Verfasserin: Waltrud Wamser-Krasznai

 

TI-14

Kopf einer Artemis italica mit Löwenfellkappe, Inv. T I-14; alte Inv.-Nr. 51

Provenienz unbekannt.

 

Vorderseite aus der Matrize, an den Rändern nicht ausgearbeitet; Rückseite konkav, flüchtig geglättet. Versintert. Hellbrauner (10YR 6/4 bis 7.5YR 6/5) Ton. Keine Spuren von Bemalung oder Engobe.

Erhaltung: Schräger Abbruch der Halspartie. Spitze der Kappe verloren, ebenso die linke Löwenpfote und der unterste Abschnitt der rechten.

Maße: H: 12,9 cm; B.: 11,5 cm; T: 5,8 cm.

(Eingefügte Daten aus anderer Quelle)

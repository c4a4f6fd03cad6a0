//! Media device interface.

use async_trait::async_trait;
use serde::{Deserialize, Serialize};

use super::frame::Frame;
use crate::error::CaptureError;

#[derive(Debug, Clone, Copy, PartialEq, Eq, Serialize, Deserialize)]
#[serde(rename_all = "lowercase")]
pub enum FacingMode {
    /// Front-facing.
    User,
    Environment,
}

/// What a capture session asks the platform for.
#[derive(Debug, Clone, PartialEq, Eq, Serialize, Deserialize)]
pub struct StreamConstraints {
    pub facing: FacingMode,
    pub ideal_width: u32,
    pub ideal_height: u32,
    pub audio: bool,
}

impl Default for StreamConstraints {
    fn default() -> Self {
        Self {
            facing: FacingMode::User,
            ideal_width: 640,
            ideal_height: 480,
            audio: false,
        }
    }
}

/// A live camera stream. Owned by exactly one capture session.
pub trait MediaStream: Send {
    /// Natural dimensions of the video; `(0, 0)` until the first frame.
    fn video_dimensions(&self) -> (u32, u32);

    /// The frame currently shown in the preview.
    fn current_frame(&mut self) -> Option<Frame>;

    /// Stop every track. Returns how many tracks were stopped.
    fn stop_tracks(&mut self) -> usize;
}

/// Platform camera access.
#[async_trait]
pub trait MediaDevices: Send + Sync {
    async fn request_stream(
        &self,
        constraints: &StreamConstraints,
    ) -> Result<Box<dyn MediaStream>, CaptureError>;
}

Lit.: A. Klöckner – M. Recke (Hrsg.), Herakles & Co. Götter und Helden im antiken Griechenland (Gießen 2010) 64 Abb. 27

 

Beschreibung: Das Haar teilt sich über der Stirn und bauscht sich über den Schläfen und Ohren. Im rundlich-ovalen Gesicht dominiert die große, gerade Nase. Glatte Wangen verjüngen sich entschieden gegen das durch eine tiefe Kerbe von der Unterlippe getrennte Kinn. Ein Ansatz zum Doppelkinn ist deutlich. Die vollen, geschwungenen Lippen sind fest geschlossen. Bandartig breite Lider fassen die schmalen, weit aus einander stehenden Augen ein. Über den leicht gewölbten Orbitalen verlaufen die Brauen fast horizontal.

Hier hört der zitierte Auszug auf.